(HealthDay)—For patients undergoing spinal surgery for a structural lesion, preoperative depression and anxiety are associated with increased preoperative narcotic use, according to a study published in the Dec. 1 issue of Spine.
Sheyan J. Armaghani, M.D., from Vanderbilt University School of Medicine in Nashville, Tenn., and colleagues examined self-reported preoperative narcotic consumption information obtained at the initial preoperative visit for 583 patients undergoing lumbar (60 percent), thoracolumbar (11 percent), or cervical spine (29 percent) surgery. Preoperative measures of depression and anxiety were recorded and the correlation with preoperative narcotic use was assessed.
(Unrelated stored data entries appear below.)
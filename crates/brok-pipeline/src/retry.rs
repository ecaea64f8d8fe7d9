//! Bounded re-planning with widened region boxes.
//!
//! Every attempt plans all regions and validates the result. Regions that
//! failed to plan or failed validation get their box grown by the policy
//! amounts before the next attempt; passing regions keep theirs.

use tracing::{info, warn};

use crate::config::{FeatureSpec, RetryPolicy};
use crate::error::PlacementError;
use crate::plan::{self, PlacementResult};
use crate::skeleton::SkeletonPointSet;
use crate::types::BoundingBox;
use crate::validate::{self, ValidationReport};

/// Placements from the last attempt together with their verdict.
#[derive(Debug, Clone)]
pub struct PlanOutcome {
    /// One result per configured region, in configuration order.
    pub placements: Vec<PlacementResult>,
    /// Verdict on `placements`. May be failing once retries run out.
    pub report: ValidationReport,
    /// Attempts made, starting at 1.
    pub attempts: u32,
}

/// Plan and validate every region, retrying failing regions with wider
/// boxes up to `policy.max_retries` times.
///
/// # Errors
///
/// Returns the first region's [`PlacementError`] (in configuration order)
/// when planning still fails on the last attempt. A failing validation on
/// the last attempt is not an error: the outcome carries the report.
pub fn plan_with_retry(
    specs: &[FeatureSpec],
    skeleton: &SkeletonPointSet,
    tolerance_fraction: f64,
    policy: &RetryPolicy,
) -> Result<PlanOutcome, PlacementError> {
    let mut bounds: Vec<BoundingBox> = specs.iter().map(|s| s.bounds).collect();
    let max_attempts = policy.max_retries.saturating_add(1);
    let mut attempts = 0;

    loop {
        attempts += 1;
        let results: Vec<Result<PlacementResult, PlacementError>> = specs
            .iter()
            .zip(&bounds)
            .map(|(spec, b)| plan::plan_region(spec, b, skeleton))
            .collect();

        let last = attempts >= max_attempts;
        let mut failing: Vec<usize> = results
            .iter()
            .enumerate()
            .filter(|(_, r)| r.is_err())
            .map(|(i, _)| i)
            .collect();

        if failing.is_empty() {
            let placements: Vec<PlacementResult> = results.into_iter().flatten().collect();
            let report = validate::validate(specs, &placements, tolerance_fraction);
            if report.passed || last {
                info!(attempts, passed = report.passed, "planning finished");
                return Ok(PlanOutcome {
                    placements,
                    report,
                    attempts,
                });
            }
            failing = report
                .regions
                .iter()
                .enumerate()
                .filter(|(_, r)| !r.passed)
                .map(|(i, _)| i)
                .collect();
        } else if last {
            let first = results.into_iter().find_map(Result::err);
            if let Some(err) = first {
                return Err(err);
            }
        }

        for &i in &failing {
            bounds[i] = bounds[i].widened(policy.widen_x, policy.widen_y);
            warn!(
                region = %specs[i].name,
                attempt = attempts,
                x_min = bounds[i].x_min,
                x_max = bounds[i].x_max,
                y_min = bounds[i].y_min,
                y_max = bounds[i].y_max,
                "retrying region with widened box"
            );
        }
    }
}

#[cfg(test)]
#[allow(clippy::unwrap_used)]
mod tests {
    use super::*;
    use crate::types::Point;

    fn skeleton(points: &[(f64, f64)]) -> SkeletonPointSet {
        SkeletonPointSet::new(points.iter().map(|&(x, y)| Point::new(x, y)).collect())
    }

    fn spec(name: &str, bounds: BoundingBox, teeth: usize) -> FeatureSpec {
        FeatureSpec {
            name: name.to_owned(),
            bounds,
            teeth,
            skip_front: 0.0,
            skip_back: 0.0,
            ..FeatureSpec::default()
        }
    }

    fn same_box(a: &BoundingBox, b: &BoundingBox) -> bool {
        [
            a.x_min - b.x_min,
            a.x_max - b.x_max,
            a.y_min - b.y_min,
            a.y_max - b.y_max,
        ]
        .iter()
        .all(|d| d.abs() < 1e-9)
    }

    #[test]
    fn passing_first_attempt() {
        let specs = [FeatureSpec {
            name: "jaw".to_owned(),
            bounds: BoundingBox::new(9.5, 11.5, 8.5, 9.5),
            teeth: 4,
            ..FeatureSpec::default()
        }];
        let sk = skeleton(&[(9.6, 9.0), (10.2, 9.0), (10.8, 9.0), (11.2, 9.0)]);
        let outcome = plan_with_retry(&specs, &sk, 0.70, &RetryPolicy::default()).unwrap();
        assert_eq!(outcome.attempts, 1);
        assert!(outcome.report.passed);
        assert_eq!(outcome.placements[0].placements.len(), 4);
    }

    #[test]
    fn widening_recovers_missing_candidate() {
        let specs = [spec("jaw", BoundingBox::new(0.0, 2.0, 0.0, 1.0), 2)];
        let sk = skeleton(&[(0.0, 0.5), (2.3, 0.5)]);
        let outcome = plan_with_retry(&specs, &sk, 0.70, &RetryPolicy::default()).unwrap();
        assert_eq!(outcome.attempts, 2);
        assert!(outcome.report.passed);
        let result = &outcome.placements[0];
        assert!(same_box(&result.bounds, &BoundingBox::new(-0.5, 2.5, -0.3, 1.3)));
        assert_eq!(result.placements[1].actual, Point::new(2.3, 0.5));
    }

    #[test]
    fn placement_error_after_budget() {
        let specs = [spec("jaw", BoundingBox::new(0.0, 2.0, 0.0, 1.0), 2)];
        let sk = skeleton(&[(0.0, 0.5), (2.3, 0.5)]);
        let policy = RetryPolicy {
            max_retries: 0,
            ..RetryPolicy::default()
        };
        let err = plan_with_retry(&specs, &sk, 0.70, &policy).unwrap_err();
        assert!(matches!(
            err,
            PlacementError::TooFewCandidates {
                available: 1,
                requested: 2,
                ..
            }
        ));
    }

    #[test]
    fn failing_report_is_returned_after_budget() {
        let specs = [
            spec("good", BoundingBox::new(0.0, 4.0, 4.0, 5.0), 2),
            spec("bad", BoundingBox::new(0.0, 4.0, 0.0, 1.0), 3),
        ];
        let sk = skeleton(&[
            (0.0, 4.5),
            (4.0, 4.5),
            (0.0, 0.5),
            (0.2, 0.5),
            (4.0, 0.5),
        ]);
        let outcome = plan_with_retry(&specs, &sk, 0.70, &RetryPolicy::default()).unwrap();
        assert_eq!(outcome.attempts, 3);
        assert!(!outcome.report.passed);
        assert_eq!(outcome.report.failing_regions(), vec!["bad"]);
        assert_eq!(outcome.placements[0].bounds, specs[0].bounds);
        assert!(same_box(
            &outcome.placements[1].bounds,
            &BoundingBox::new(-1.0, 5.0, -0.6, 1.6)
        ));
    }

    #[test]
    fn no_regions_is_a_trivial_pass() {
        let sk = skeleton(&[(0.0, 0.0)]);
        let outcome = plan_with_retry(&[], &sk, 0.70, &RetryPolicy::default()).unwrap();
        assert_eq!(outcome.attempts, 1);
        assert!(outcome.report.passed);
        assert!(outcome.placements.is_empty());
    }
}
//! Toolpath compilation: oriented loops and tooth placements in, motion
//! primitives out.
//!
//! Every loop gets the same envelope: rapid to the pierce point, probe
//! the plate, fire at pierce height, dwell, drop to cut height, cut the
//! loop (with teeth spliced in), optional overcut, torch off, retract.
//! Loops are emitted in the order given and never interleaved.

use geo::{Closest, ClosestPoint, Line};
use serde::Serialize;
use tracing::{debug, info};

use crate::bevel::{OrientedContour, Winding};
use crate::config::{FeatureSpec, MachineConfig, RingSpec, ToothDirection};
use crate::error::CompileError;
use crate::plan::PlacementResult;
use crate::toolpath::{ArcDirection, MotionPrimitive, ToolpathProgram};
use crate::types::{ContourId, ContourKind, Point};

/// Distances below this are treated as coincident.
const EPS: f64 = 1e-9;

/// A tooth to splice into a contour.
#[derive(Debug, Clone, PartialEq, Serialize)]
pub struct Tooth {
    /// Region the tooth came from.
    pub region: String,
    /// Slot index within the region.
    pub slot: usize,
    /// Snapped position.
    pub anchor: Point,
    /// Contour receiving the tooth.
    pub target: ContourId,
    /// Base width along the contour.
    pub width: f64,
    /// Tip height.
    pub height: f64,
    /// Tip direction.
    pub direction: ToothDirection,
}

impl Tooth {
    /// One tooth per placement, sized from the region's spec.
    #[must_use]
    pub fn from_placements(result: &PlacementResult, spec: &FeatureSpec) -> Vec<Self> {
        result
            .placements
            .iter()
            .map(|p| Self {
                region: result.region.clone(),
                slot: p.slot,
                anchor: p.actual,
                target: result.target,
                width: spec.tooth_width,
                height: spec.tooth_height,
                direction: spec.tooth_direction,
            })
            .collect()
    }
}

/// Move each anchor onto the nearest point of its target loop.
///
/// Medial-axis snaps sit inside the material; this puts their teeth on
/// the cut. Teeth whose target is not in `contours` are left for
/// [`compile`] to reject.
pub fn project_onto_targets(teeth: &mut [Tooth], contours: &[OrientedContour]) {
    for tooth in teeth {
        let Some(contour) = contours.iter().find(|c| c.id() == tooth.target) else {
            continue;
        };
        if contour.points().is_empty() {
            continue;
        }
        let (_, foot, distance) = LoopWalk::new(contour.points()).project(tooth.anchor);
        debug!(
            region = %tooth.region,
            slot = tooth.slot,
            distance,
            "projected anchor onto contour"
        );
        tooth.anchor = foot;
    }
}

/// Settings shared by every cut in a program.
#[derive(Debug, Clone, Copy)]
pub struct CompileOptions<'a> {
    /// Heights, feeds, probing, lead-in and overcut.
    pub machine: &'a MachineConfig,
    /// Maximum anchor distance from its edge.
    pub edge_tolerance: f64,
}

/// Compile contours (in cutting order), teeth and an optional ring into a
/// program. The ring, when present, is cut last.
///
/// # Errors
///
/// Returns [`CompileError::TooFewPoints`] for a loop under three points,
/// [`CompileError::UnknownTarget`] for a tooth whose contour is not in
/// `contours`, [`CompileError::OffEdge`] for an anchor further than
/// `edge_tolerance` from its contour, and
/// [`CompileError::OverlappingTeeth`] when two teeth share loop length.
pub fn compile(
    contours: &[OrientedContour],
    teeth: &[Tooth],
    ring: Option<&RingSpec>,
    options: &CompileOptions<'_>,
) -> Result<ToolpathProgram, CompileError> {
    if let Some(orphan) = teeth
        .iter()
        .find(|t| !contours.iter().any(|c| c.id() == t.target))
    {
        return Err(CompileError::UnknownTarget {
            region: orphan.region.clone(),
            id: orphan.target,
        });
    }

    let machine = options.machine;
    let mut out = Vec::new();
    let mut index = 0;

    for contour in contours {
        index += 1;
        let own: Vec<&Tooth> = teeth.iter().filter(|t| t.target == contour.id()).collect();
        let path = contour_path(contour, &own, options.edge_tolerance)?;

        out.push(MotionPrimitive::Comment(format!(
            "Cut {index}: {} contour {} {}",
            contour.kind(),
            contour.id(),
            contour.winding()
        )));
        emit_loop(&mut out, &path, machine);
        debug!(contour = %contour.id(), points = path.len(), teeth = own.len(), "compiled contour");
    }

    if let Some(ring) = ring {
        index += 1;
        emit_ring(&mut out, ring, index, machine);
    }

    if let Some(home) = machine.home {
        out.push(MotionPrimitive::RapidMove(home));
    }

    let program = ToolpathProgram::new(out);
    info!(
        primitives = program.len(),
        pierces = program.pierce_count(),
        "toolpath compiled"
    );
    Ok(program)
}

/// Closed cutting path for one contour: the start point, every vertex
/// (with teeth spliced in) and the start point again.
fn contour_path(
    contour: &OrientedContour,
    teeth: &[&Tooth],
    edge_tolerance: f64,
) -> Result<Vec<Point>, CompileError> {
    let points = contour.points();
    if points.len() < 3 {
        return Err(CompileError::TooFewPoints {
            id: contour.id(),
            points: points.len(),
        });
    }

    let walk = LoopWalk::new(points);
    let mut spans = Vec::with_capacity(teeth.len());
    for tooth in teeth {
        let (s, foot, distance) = walk.project(tooth.anchor);
        if distance > edge_tolerance {
            return Err(CompileError::OffEdge {
                region: tooth.region.clone(),
                slot: tooth.slot,
                id: contour.id(),
                x: tooth.anchor.x,
                y: tooth.anchor.y,
                distance,
            });
        }
        let half = tooth.width / 2.0;
        let (dx, dy) = tooth.direction.unit();
        spans.push(ToothSpan {
            at: s,
            lo: s - half,
            hi: s + half,
            tip: foot.offset(dx, dy, tooth.height),
        });
    }
    spans.sort_by(|a, b| a.at.total_cmp(&b.at));
    check_overlap(contour.id(), &spans, walk.total)?;

    // A span crossing the start point moves the start to its far end.
    let total = walk.total;
    let start_at = spans
        .iter()
        .find(|span| span.lo < 0.0 || span.hi > total)
        .map_or(0.0, |span| span.hi.rem_euclid(total));
    for span in &mut spans {
        if span.lo < start_at - EPS {
            span.lo += total;
            span.hi += total;
        }
    }
    spans.sort_by(|a, b| a.lo.total_cmp(&b.lo));

    // Vertices in travel order from `start_at`, as unwrapped arc lengths.
    let mut vertices: Vec<(f64, Point)> = points
        .iter()
        .zip(&walk.cumulative)
        .map(|(&p, &c)| (if c > start_at + EPS { c } else { c + total }, p))
        .collect();
    vertices.sort_by(|a, b| a.0.total_cmp(&b.0));

    let start = walk.point_at(start_at);
    let mut path = PathBuilder::new(start);
    let mut spans = spans.into_iter().peekable();
    for (s, vertex) in vertices {
        while let Some(span) = spans.next_if(|span| span.lo <= s) {
            path.splice(&walk, &span);
        }
        if s > path.skip_until + EPS {
            path.push(vertex);
        }
    }
    for span in spans {
        path.splice(&walk, &span);
    }
    Ok(path.finish(start))
}

/// Reject teeth whose spans share loop length, including the pair that
/// meets across the start point.
fn check_overlap(id: ContourId, spans: &[ToothSpan], total: f64) -> Result<(), CompileError> {
    let neighbours = spans
        .windows(2)
        .map(|w| (&w[0], &w[1], 0.0))
        .chain(spans.last().zip(spans.first()).map(|(a, b)| (a, b, total)));
    for (a, b, shift) in neighbours {
        if b.lo + shift < a.hi {
            return Err(CompileError::OverlappingTeeth {
                id,
                first: a.at,
                second: b.at,
            });
        }
    }
    Ok(())
}

#[derive(Debug, Clone, Copy)]
struct ToothSpan {
    at: f64,
    lo: f64,
    hi: f64,
    tip: Point,
}

/// Accumulates path points, dropping consecutive duplicates.
struct PathBuilder {
    points: Vec<Point>,
    skip_until: f64,
}

impl PathBuilder {
    fn new(start: Point) -> Self {
        Self {
            points: vec![start],
            skip_until: f64::NEG_INFINITY,
        }
    }

    fn push(&mut self, p: Point) {
        if self.points.last().is_none_or(|last| !last.approx_eq(p, EPS)) {
            self.points.push(p);
        }
    }

    /// Base start, tip, base end; loop vertices up to the base end are
    /// skipped.
    fn splice(&mut self, walk: &LoopWalk<'_>, span: &ToothSpan) {
        self.push(walk.point_at(span.lo));
        self.push(span.tip);
        self.push(walk.point_at(span.hi));
        self.skip_until = span.hi;
    }

    fn finish(mut self, start: Point) -> Vec<Point> {
        self.push(start);
        if self.points.len() == 1 {
            self.points.push(start);
        }
        self.points
    }
}

/// Arc-length parameterisation of a closed loop.
struct LoopWalk<'a> {
    points: &'a [Point],
    /// `cumulative[i]` is the length from the start to vertex `i`;
    /// `cumulative[n]` is the full perimeter.
    cumulative: Vec<f64>,
    total: f64,
}

impl<'a> LoopWalk<'a> {
    fn new(points: &'a [Point]) -> Self {
        let n = points.len();
        let mut cumulative = Vec::with_capacity(n + 1);
        let mut acc = 0.0;
        cumulative.push(0.0);
        for i in 0..n {
            acc += points[i].distance(points[(i + 1) % n]);
            cumulative.push(acc);
        }
        Self {
            points,
            cumulative,
            total: acc,
        }
    }

    fn edge(&self, k: usize) -> (Point, Point) {
        (self.points[k], self.points[(k + 1) % self.points.len()])
    }

    /// Arc-length position, foot point and distance of the nearest point
    /// on the loop to `p`. Ties go to the earliest edge.
    fn project(&self, p: Point) -> (f64, Point, f64) {
        let query = geo::Point::new(p.x, p.y);
        let mut best = (0.0, self.points[0], f64::INFINITY);
        for k in 0..self.points.len() {
            let (a, b) = self.edge(k);
            let line = Line::new(geo::coord! { x: a.x, y: a.y }, geo::coord! { x: b.x, y: b.y });
            let foot = match line.closest_point(&query) {
                Closest::Intersection(c) | Closest::SinglePoint(c) => Point::new(c.x(), c.y()),
                Closest::Indeterminate => a,
            };
            let d = foot.distance(p);
            if d < best.2 - EPS {
                best = (self.cumulative[k] + a.distance(foot), foot, d);
            }
        }
        best
    }

    /// Point at arc length `s`, taken modulo the perimeter.
    fn point_at(&self, s: f64) -> Point {
        if self.total <= EPS {
            return self.points[0];
        }
        let s = s.rem_euclid(self.total);
        let n = self.points.len();
        for k in 0..n {
            let (c0, c1) = (self.cumulative[k], self.cumulative[k + 1]);
            if s <= c1 {
                let (a, b) = self.edge(k);
                let len = c1 - c0;
                if len <= EPS {
                    return a;
                }
                return a.lerp(b, (s - c0) / len);
            }
        }
        self.points[0]
    }
}

/// Left-hand unit normal of the travel direction `a -> b`.
fn left_normal(a: Point, b: Point) -> (f64, f64) {
    let len = a.distance(b);
    if len <= EPS {
        return (0.0, 0.0);
    }
    (-(b.y - a.y) / len, (b.x - a.x) / len)
}

/// Probe, pierce and plunge at the current XY position.
fn emit_pierce(out: &mut Vec<MotionPrimitive>, machine: &MachineConfig) {
    out.extend([
        MotionPrimitive::SetOffset,
        MotionPrimitive::ProbeDown {
            z: machine.probe.seek_depth,
            feed: machine.probe.seek_feed,
        },
        MotionPrimitive::ProbeRelease {
            z: machine.probe.release_height,
            feed: machine.probe.release_feed,
        },
        MotionPrimitive::SetOffset,
        MotionPrimitive::Retract(machine.pierce_height),
        MotionPrimitive::ToolOn,
        MotionPrimitive::Dwell(machine.pierce_dwell),
        MotionPrimitive::Plunge(machine.cut_height),
    ]);
}

fn emit_loop(out: &mut Vec<MotionPrimitive>, path: &[Point], machine: &MachineConfig) {
    let feed = machine.feed_rate;
    let start = path[0];
    let pierce = if machine.lead_in > 0.0 {
        let (nx, ny) = left_normal(path[0], path[1]);
        start.offset(nx, ny, machine.lead_in)
    } else {
        start
    };

    out.push(MotionPrimitive::RapidMove(pierce));
    emit_pierce(out, machine);
    if machine.lead_in > 0.0 {
        out.push(MotionPrimitive::LinearCut { to: start, feed });
    }
    out.extend(
        path[1..]
            .iter()
            .map(|&to| MotionPrimitive::LinearCut { to, feed }),
    );

    let mut remaining = machine.overcut;
    for pair in path.windows(2) {
        if remaining <= EPS {
            break;
        }
        let len = pair[0].distance(pair[1]);
        if len <= EPS {
            continue;
        }
        let to = if len <= remaining {
            pair[1]
        } else {
            pair[0].lerp(pair[1], remaining / len)
        };
        out.push(MotionPrimitive::LinearCut { to, feed });
        remaining -= len.min(remaining);
    }

    out.extend([
        MotionPrimitive::ToolOff,
        MotionPrimitive::Retract(machine.safe_height),
    ]);
}

fn emit_ring(out: &mut Vec<MotionPrimitive>, ring: &RingSpec, index: usize, machine: &MachineConfig) {
    let feed = machine.feed_rate;
    let r = ring.diameter / 2.0;
    let start = Point::new(ring.center.x - r, ring.center.y);
    let winding = Winding::required_for(ring.kind);
    let direction = match winding {
        Winding::Cw => ArcDirection::Clockwise,
        Winding::Ccw => ArcDirection::CounterClockwise,
    };
    // Scrap lies outside an outer ring and inside an inner one.
    let scrap_dx = match ring.kind {
        ContourKind::Outer => -1.0,
        ContourKind::Inner => 1.0,
    };
    let pierce = start.offset(scrap_dx, 0.0, ring.lead_in);

    out.push(MotionPrimitive::Comment(format!(
        "Cut {index}: ring D={} {winding}",
        ring.diameter
    )));
    out.push(MotionPrimitive::RapidMove(pierce));
    emit_pierce(out, machine);
    if ring.lead_in > 0.0 {
        out.push(MotionPrimitive::LinearCut { to: start, feed });
    }
    out.push(MotionPrimitive::ArcCut {
        to: start,
        i: r,
        j: 0.0,
        feed,
        direction,
    });
    if machine.overcut > 0.0 {
        let theta = machine.overcut / r;
        let dy = match direction {
            ArcDirection::Clockwise => theta.sin(),
            ArcDirection::CounterClockwise => -theta.sin(),
        };
        let to = Point::new(
            r.mul_add(-theta.cos(), ring.center.x),
            r.mul_add(dy, ring.center.y),
        );
        out.push(MotionPrimitive::ArcCut {
            to,
            i: r,
            j: 0.0,
            feed,
            direction,
        });
    }
    out.extend([
        MotionPrimitive::ToolOff,
        MotionPrimitive::Retract(machine.safe_height),
    ]);
}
The researchers found that Preoperative Zung Depression scale (ZDS) scores (P = 0.006), prior spine surgery (P = 0.007), and preoperative pain (P = 0.014) were independent risk factors for preoperative narcotic use in multivariable analysis controlling for age, sex, smoking status, preoperative employment status, and prior spinal surgery. Preoperative scores on the Modified Somatic Perception Questionnaire (MSPQ) approached statistical significance as a risk factor (P = 0.083). Higher preoperative narcotic use was seen for those categorized as depressed or anxious based on ZDS and MSPQ scores, compared to those who were not (P < 0.0001).
"Depression and anxiety as assessed by ZDS and MSPQ scores were significantly associated with increased preoperative narcotic use, underscoring the importance of thorough psychological and substance use evaluation in patients being evaluated for spine surgery," the authors write.